Problem to work on: What is needed here is an exact repetition of the records below, beginning at the line that has "pub fn as_integer(&self)" and stopping after the line that has "column is a".

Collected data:
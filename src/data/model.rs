use std::collections::{BTreeMap, BTreeSet};
use std::fmt;

use serde::{Deserialize, Serialize};

use crate::error::{CompareError, CompareResult};

// ---------------------------------------------------------------------------
// AnswerValue – a single cell in a survey table
// ---------------------------------------------------------------------------

/// A dynamically-typed survey cell: coded answers, demographic attributes and
/// free strings all flow through this one type.
/// Used as a key in `BTreeMap` / `BTreeSet` downstream so it must be `Ord`.
#[derive(Debug, Clone, PartialEq)]
pub enum AnswerValue {
    String(String),
    Integer(i64),
    Float(f64),
    Bool(bool),
    Null,
}

// -- Manual Eq/Ord so AnswerValue can key ordered collections --

impl Eq for AnswerValue {}

impl PartialOrd for AnswerValue {
    fn partial_cmp(&self, other: &Self) -> Option<std::cmp::Ordering> {
        Some(self.cmp(other))
    }
}

impl Ord for AnswerValue {
    fn cmp(&self, other: &Self) -> std::cmp::Ordering {
        use AnswerValue::*;
        fn discriminant(v: &AnswerValue) -> u8 {
            match v {
                Null => 0,
                Bool(_) => 1,
                Integer(_) => 2,
                Float(_) => 3,
                String(_) => 4,
            }
        }
        let da = discriminant(self);
        let db = discriminant(other);
        if da != db {
            return da.cmp(&db);
        }
        match (self, other) {
            (Null, Null) => std::cmp::Ordering::Equal,
            (Bool(a), Bool(b)) => a.cmp(b),
            (Integer(a), Integer(b)) => a.cmp(b),
            (Float(a), Float(b)) => a.total_cmp(b),
            (String(a), String(b)) => a.cmp(b),
            _ => std::cmp::Ordering::Equal,
        }
    }
}

impl std::hash::Hash for AnswerValue {
    fn hash<H: std::hash::Hasher>(&self, state: &mut H) {
        std::mem::discriminant(self).hash(state);
        match self {
            AnswerValue::String(s) => s.hash(state),
            AnswerValue::Integer(i) => i.hash(state),
            AnswerValue::Float(f) => f.to_bits().hash(state),
            AnswerValue::Bool(b) => b.hash(state),
            AnswerValue::Null => {}
        }
    }
}

impl fmt::Display for AnswerValue {
    fn fmt(&self, f: &mut fmt::Formatter<'_>) -> fmt::Result {
        match self {
            AnswerValue::String(s) => write!(f, "{s}"),
            AnswerValue::Integer(i) => write!(f, "{i}"),
            AnswerValue::Float(v) => write!(f, "{v}"),
            AnswerValue::Bool(b) => write!(f, "{b}"),
            AnswerValue::Null => write!(f, "<null>"),
        }
    }
}

impl AnswerValue {
    /// Try to interpret the value as an `f64` for scale and bin arithmetic.
    pub fn as_f64(&self) -> Option<f64> {
        match self {
            AnswerValue::Float(v) => Some(*v),
            AnswerValue::Integer(i) => Some(*i as f64),
            _ => None,
        }
    }

    /// Integer view of the value. Floats without a fractional part fold onto
    /// the corresponding integer, so a stored `2.0` matches answer code `2`.
    pub fn as_integer(&self) -> Option<i64> {
        match self {
            AnswerValue::Integer(i) => Some(*i),
            AnswerValue::Float(f) if f.fract() == 0.0 && f.is_finite() => Some(*f as i64),
            _ => None,
        }
    }

    pub fn is_null(&self) -> bool {
        matches!(self, AnswerValue::Null)
    }
}

// ---------------------------------------------------------------------------
// Respondent – one row of a survey wave
// ---------------------------------------------------------------------------

/// A single survey respondent (one row of the source table).
///
/// The declared [`WaveSchema`] decides which columns land in `attributes`
/// (demographics, usable in filters) and which in `answers` (question codes).
#[derive(Debug, Clone, PartialEq)]
pub struct Respondent {
    /// Respondent identifier (ECP: the `DIRECTORIO` column).
    pub id: String,
    /// Sampling weight; positive and finite, enforced at wave construction.
    pub weight: f64,
    /// Question code → raw answer value.
    pub answers: BTreeMap<String, AnswerValue>,
    /// Demographic attribute name → value.
    pub attributes: BTreeMap<String, AnswerValue>,
}

impl Respondent {
    /// Attribute value with absent entries read as `Null`.
    pub fn attribute(&self, name: &str) -> &AnswerValue {
        self.attributes.get(name).unwrap_or(&AnswerValue::Null)
    }
}

// ---------------------------------------------------------------------------
// WaveSchema – the declared shape of one wave's table
// ---------------------------------------------------------------------------

/// Load-time schema for one wave: which columns carry the weight, the row
/// identifier and the filterable demographics. Every remaining column is a
/// question column. The loader validates the table against this once and
/// fails fast on deviation.
#[derive(Debug, Clone, PartialEq, Eq, Serialize, Deserialize)]
pub struct WaveSchema {
    pub year: u16,
    pub weight_column: String,
    pub id_column: String,
    #[serde(default)]
    pub demographics: Vec<String>,
}

// ---------------------------------------------------------------------------
// SurveyWave – the complete loaded wave
// ---------------------------------------------------------------------------

/// One fully loaded survey wave with pre-computed column indices.
/// Immutable once constructed; shared between computations via `Arc`.
#[derive(Debug, Clone, PartialEq)]
pub struct SurveyWave {
    year: u16,
    respondents: Vec<Respondent>,
    /// Question codes observed across all rows.
    question_columns: BTreeSet<String>,
    /// For each demographic attribute the sorted set of observed values.
    /// Declared demographics appear even when no row carries a value.
    attribute_domains: BTreeMap<String, BTreeSet<AnswerValue>>,
    total_weight: f64,
}

impl SurveyWave {
    /// Build a wave from loaded rows, indexing columns and enforcing the
    /// weight invariant: every weight must be positive and finite.
    pub fn from_respondents(
        year: u16,
        respondents: Vec<Respondent>,
        demographics: &[String],
    ) -> CompareResult<Self> {
        let mut question_columns: BTreeSet<String> = BTreeSet::new();
        let mut attribute_domains: BTreeMap<String, BTreeSet<AnswerValue>> = demographics
            .iter()
            .map(|name| (name.clone(), BTreeSet::new()))
            .collect();
        let mut total_weight = 0.0_f64;

        for r in &respondents {
            if !(r.weight.is_finite() && r.weight > 0.0) {
                return Err(CompareError::schema(format!(
                    "wave {year}: respondent '{}' has invalid weight {}",
                    r.id, r.weight
                )));
            }
            total_weight += r.weight;
            for code in r.answers.keys() {
                question_columns.insert(code.clone());
            }
            for (attr, val) in &r.attributes {
                attribute_domains
                    .entry(attr.clone())
                    .or_default()
                    .insert(val.clone());
            }
        }

        Ok(SurveyWave {
            year,
            respondents,
            question_columns,
            attribute_domains,
            total_weight,
        })
    }

    pub fn year(&self) -> u16 {
        self.year
    }

    pub fn respondents(&self) -> &[Respondent] {
        &self.respondents
    }

    /// Number of respondents.
    pub fn len(&self) -> usize {
        self.respondents.len()
    }

    /// Whether the wave has no respondents.
    pub fn is_empty(&self) -> bool {
        self.respondents.is_empty()
    }

    /// Sum of all sampling weights.
    pub fn total_weight(&self) -> f64 {
        self.total_weight
    }

    /// Whether any row answered the given question column.
    pub fn has_question(&self, code: &str) -> bool {
        self.question_columns.contains(code)
    }

    pub fn question_columns(&self) -> &BTreeSet<String> {
        &self.question_columns
    }

    /// Whether the attribute is a known (declared or observed) demographic.
    pub fn has_attribute(&self, name: &str) -> bool {
        self.attribute_domains.contains_key(name)
    }

    pub fn attribute_domains(&self) -> &BTreeMap<String, BTreeSet<AnswerValue>> {
        &self.attribute_domains
    }
}
//! Data layer: core survey types, loading, and filtering.
//!
//! ```text
//!  .parquet / .json / .csv
//!        │
//!        ▼
//!   ┌──────────┐
//!   │  loader   │  parse file + WaveSchema → SurveyWave
//!   └──────────┘
//!        │
//!        ▼
//!   ┌─────────────┐
//!   │ SurveyWave   │  Vec<Respondent>, column + domain index
//!   └─────────────┘
//!        │
//!        ▼
//!   ┌──────────┐
//!   │  filter   │  apply demographic predicates → row indices
//!   └──────────┘
//! ```

pub mod filter;
pub mod loader;
pub mod model;
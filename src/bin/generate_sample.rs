use std::sync::Arc;

use arrow::array::{ArrayRef, Float64Array, Int64Array, StringArray};
use arrow::datatypes::{DataType, Field, Schema};
use arrow::record_batch::RecordBatch;
use parquet::arrow::ArrowWriter;

/// Minimal deterministic PRNG (xoshiro256**)
struct SimpleRng {
    state: [u64; 4],
}

impl SimpleRng {
    fn new(seed: u64) -> Self {
        let mut s = [0u64; 4];
        let mut x = seed;
        for slot in &mut s {
            x = x.wrapping_mul(6364136223846793005).wrapping_add(1);
            *slot = x;
        }
        SimpleRng { state: s }
    }

    fn next_u64(&mut self) -> u64 {
        let result = (self.state[1].wrapping_mul(5))
            .rotate_left(7)
            .wrapping_mul(9);
        let t = self.state[1] << 17;
        self.state[2] ^= self.state[0];
        self.state[3] ^= self.state[1];
        self.state[1] ^= self.state[2];
        self.state[0] ^= self.state[3];
        self.state[2] ^= t;
        self.state[3] = self.state[3].rotate_left(45);
        result
    }

    fn next_f64(&mut self) -> f64 {
        (self.next_u64() >> 11) as f64 / (1u64 << 53) as f64
    }

    /// Box-Muller transform for normal distribution
    fn gauss(&mut self, mean: f64, std_dev: f64) -> f64 {
        let u1 = self.next_f64().max(1e-15);
        let u2 = self.next_f64();
        let z = (-2.0 * u1.ln()).sqrt() * (2.0 * std::f64::consts::PI * u2).cos();
        mean + std_dev * z
    }

    /// Draw a code from a weighted mix.
    fn pick(&mut self, mix: &[(i64, f64)]) -> i64 {
        let total: f64 = mix.iter().map(|(_, w)| w).sum();
        let mut roll = self.next_f64() * total;
        for &(code, w) in mix {
            if roll < w {
                return code;
            }
            roll -= w;
        }
        mix.last().expect("empty mix").0
    }

    /// `Some(1)` with probability `p`, null otherwise (multi-response
    /// indicator cell).
    fn indicator(&mut self, p: f64) -> Option<i64> {
        (self.next_f64() < p).then_some(1)
    }
}

enum ColumnData {
    Str(Vec<String>),
    F64(Vec<f64>),
    I64(Vec<Option<i64>>),
}

fn generate_wave(year: u16, seed: u64, rows: usize) -> Vec<(String, ColumnData)> {
    let mut rng = SimpleRng::new(seed);
    let is_2019 = year == 2019;

    let departments = ["05", "08", "11", "25", "76"];

    // Year-shifted answer mixes: turnout and ideology drift between waves.
    let participation_mix: &[(i64, f64)] = if is_2019 {
        &[(1, 0.55), (2, 0.40), (99, 0.05)]
    } else {
        &[(1, 0.62), (2, 0.33), (99, 0.05)]
    };
    let party_mix: &[(i64, f64)] = if is_2019 {
        &[(1, 0.26), (2, 0.69), (99, 0.05)]
    } else {
        &[(1, 0.19), (2, 0.76), (99, 0.05)]
    };
    let ideology_mix: &[(i64, f64)] = if is_2019 {
        &[
            (1, 0.06), (2, 0.07), (3, 0.10), (4, 0.12), (5, 0.22),
            (6, 0.16), (7, 0.10), (8, 0.08), (9, 0.05), (10, 0.04),
        ]
    } else {
        &[
            (1, 0.09), (2, 0.09), (3, 0.12), (4, 0.12), (5, 0.18),
            (6, 0.13), (7, 0.10), (8, 0.08), (9, 0.05), (10, 0.04),
        ]
    };

    let indicator_columns: &[(&str, f64)] = &[
        ("P5336S1", 0.04),
        ("P5336S2", 0.05),
        ("P5336S6", 0.18),
        ("P5336S7", 0.14),
        ("P5336S8", 0.16),
        ("P5336S10", 0.10),
        ("P5336S11", 0.20),
        ("P5336S12", 0.06),
        ("P5336S13", 0.05),
        ("P5336S14", 0.04),
        ("P5336S15", 0.05),
        ("P5336S17", 0.04),
        ("P5336S19", 0.07),
        ("P5337S1", 0.30),
        ("P5337S2", 0.25),
        ("P5337S3", 0.15),
        ("P5337S4", 0.35),
        ("P5337S5", 0.10),
        ("P5338S1", 0.08),
        ("P5338S2", 0.22),
        ("P5338S3", 0.05),
        ("P5338S4", 0.06),
        ("P5338S5", 0.04),
        ("P5339S1", 0.28),
        ("P5339S2", 0.24),
        ("P5339S3", 0.20),
        ("P5324S2", 0.30),
        ("P5324S3", 0.22),
        ("P5324S4", 0.12),
        ("P5324S5", 0.05),
        ("P5324S6", 0.25),
        ("P5324S7", 0.28),
        ("P5324S8", 0.15),
    ];

    let mut ids = Vec::with_capacity(rows);
    let mut weights = Vec::with_capacity(rows);
    let mut dpto = Vec::with_capacity(rows);
    let mut area = Vec::with_capacity(rows);
    let mut sex = Vec::with_capacity(rows);
    let mut participation = Vec::with_capacity(rows);
    let mut party = Vec::with_capacity(rows);
    let mut ideology = Vec::with_capacity(rows);

    for i in 0..rows {
        ids.push(format!("{year}-{i:05}"));
        weights.push(rng.gauss(1.0, 0.2).abs() + 0.1);
        dpto.push(departments[(rng.next_u64() % departments.len() as u64) as usize].to_string());
        area.push(Some(rng.pick(&[(1, 0.75), (2, 0.25)])));
        sex.push(Some(rng.pick(&[(1, 0.52), (2, 0.48)])));
        participation.push(Some(rng.pick(participation_mix)));
        party.push(Some(rng.pick(party_mix)));
        // Ideology: ~8% refuse (null) and ~3% coded 99.
        ideology.push(if rng.next_f64() < 0.08 {
            None
        } else if rng.next_f64() < 0.03 {
            Some(99)
        } else {
            Some(rng.pick(ideology_mix))
        });
    }

    let mut columns: Vec<(String, ColumnData)> = vec![
        ("DIRECTORIO".to_string(), ColumnData::Str(ids)),
        ("WEIGHT".to_string(), ColumnData::F64(weights)),
        ("DPTO".to_string(), ColumnData::Str(dpto)),
        ("AREA".to_string(), ColumnData::I64(area)),
        ("P220".to_string(), ColumnData::I64(sex)),
        ("P6933".to_string(), ColumnData::I64(participation)),
        ("P5323".to_string(), ColumnData::I64(party)),
        ("P5328".to_string(), ColumnData::I64(ideology)),
    ];

    for &(name, p) in indicator_columns {
        let cells = (0..rows).map(|_| rng.indicator(p)).collect();
        columns.push((name.to_string(), ColumnData::I64(cells)));
    }

    // Election-importance scales were asked in the 2019 wave only.
    if is_2019 {
        for s in 1..=9 {
            let cells = (0..rows)
                .map(|_| {
                    (rng.next_f64() >= 0.05).then(|| {
                        rng.pick(&[(1, 0.06), (2, 0.10), (3, 0.22), (4, 0.30), (5, 0.32)])
                    })
                })
                .collect();
            columns.push((format!("P5321S{s}"), ColumnData::I64(cells)));
        }
    }

    columns
}

fn write_parquet(path: &str, columns: Vec<(String, ColumnData)>) {
    let mut fields = Vec::with_capacity(columns.len());
    let mut arrays: Vec<ArrayRef> = Vec::with_capacity(columns.len());
    for (name, data) in columns {
        match data {
            ColumnData::Str(values) => {
                fields.push(Field::new(&name, DataType::Utf8, false));
                arrays.push(Arc::new(StringArray::from(
                    values.iter().map(|s| s.as_str()).collect::<Vec<_>>(),
                )));
            }
            ColumnData::F64(values) => {
                fields.push(Field::new(&name, DataType::Float64, false));
                arrays.push(Arc::new(Float64Array::from(values)));
            }
            ColumnData::I64(values) => {
                fields.push(Field::new(&name, DataType::Int64, true));
                arrays.push(Arc::new(Int64Array::from(values)));
            }
        }
    }

    let schema = Arc::new(Schema::new(fields));
    let batch = RecordBatch::try_new(schema.clone(), arrays).expect("Failed to create RecordBatch");

    let file = std::fs::File::create(path).expect("Failed to create output file");
    let mut writer = ArrowWriter::try_new(file, schema, None).expect("Failed to create writer");
    writer.write(&batch).expect("Failed to write batch");
    writer.close().expect("Failed to close writer");
}

fn main() {
    for (year, seed, rows, path) in [
        (2019_u16, 42, 1200, "ecp_2019.parquet"),
        (2023, 43, 1500, "ecp_2023.parquet"),
    ] {
        let columns = generate_wave(year, seed, rows);
        let n_cols = columns.len();
        write_parquet(path, columns);
        println!("Wrote {rows} respondents ({n_cols} columns) to {path}");
    }
}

Exercise response:
    pub fn as_integer(&self) -> Option<i64> {
        match self {
            AnswerValue::Integer(i) => Some(*i),
            AnswerValue::Float(f) if f.fract() == 0.0 && f.is_finite() => Some(*f as i64),
            _ => None,
        }
    }

    pub fn is_null(&self) -> bool {
        matches!(self, AnswerValue::Null)
    }
}

// ---------------------------------------------------------------------------
// Respondent – one row of a survey wave
// ---------------------------------------------------------------------------

/// A single survey respondent (one row of the source table).
///
/// The declared [`WaveSchema`] decides which columns land in `attributes`
/// (demographics, usable in filters) and which in `answers` (question codes).
#[derive(Debug, Clone, PartialEq)]
pub struct Respondent {
    /// Respondent identifier (ECP: the `DIRECTORIO` column).
    pub id: String,
    /// Sampling weight; positive and finite, enforced at wave construction.
    pub weight: f64,
    /// Question code → raw answer value.
    pub answers: BTreeMap<String, AnswerValue>,
    /// Demographic attribute name → value.
    pub attributes: BTreeMap<String, AnswerValue>,
}

impl Respondent {
    /// Attribute value with absent entries read as `Null`.
    pub fn attribute(&self, name: &str) -> &AnswerValue {
        self.attributes.get(name).unwrap_or(&AnswerValue::Null)
    }
}

// ---------------------------------------------------------------------------
// WaveSchema – the declared shape of one wave's table
// ---------------------------------------------------------------------------

/// Load-time schema for one wave: which columns carry the weight, the row
/// identifier and the filterable demographics. Every remaining column is a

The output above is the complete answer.